Translating – Working through Martin Lefebvre’s ‘Psycho: de la figure au musée imaginaire’

I am working on a paper for my class on the figure in film and the primary text I chose to base my argument on happens to be in French – Martin Lefebvres “Psycho: de la figure au musée imaginaire”. I really enjoy the text, which essentially argues that the figural is not a property of the film, but rather a mental process that occurs within the spectator enabling them to ‘read’ the film (and ultimately make figural meaning out of it). It is more complicated than that – and to be fair, I am oversimplifying (and omitting) elements of Lefebvre’s argument (.. primarily the ‘imaginary museum’ part – which really is his core point – and I promise to get to that in another post). I really like this article, as it shifts meaning from artefact to spectator – and discusses the process in which this meaning occurs. Since my core work on (hybrid, digital) identity is all about the process, I am hoping to carry some of Lefebvre’s arguments into my own work.

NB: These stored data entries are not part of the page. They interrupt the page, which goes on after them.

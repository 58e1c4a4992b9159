use super::Config;

/// Config written on first run.
pub fn defaults() -> Config {
    Config::default()
}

But … translating … the text is in french. Which is all good since I can read and understand French, and Lefebvre writing style is clear, articulate with little jargon (or invented words). But I always find myself translating 80% of any French article simply for the purpose of using quotes in my work. This becomes problematic as sometimes words and concepts don’t quite translate. The French language is extensive in their use of adjectives, often which have no equivalent in English. I often find myself losing the emphasis of an idea through translation – and find myself interjecting lots of parenthesis with colloquial explanations to describe the emphasis found in the original text.

All that being said, I wonder about my ability to translate these texts – mainly since some of the work I have belabored through, I know have no (official) translations. Are my translations true to the real texts? And should I ever make them public (either on an amateur or professional level) since some of my colleagues who do not read French could benefit from even a layman’s translation. So the question is … how does one find themselves (professionally) translating a uni-lingual text? Who would one talk to if I were interested in doing it? Heck, is it even a project I would want to delve into?!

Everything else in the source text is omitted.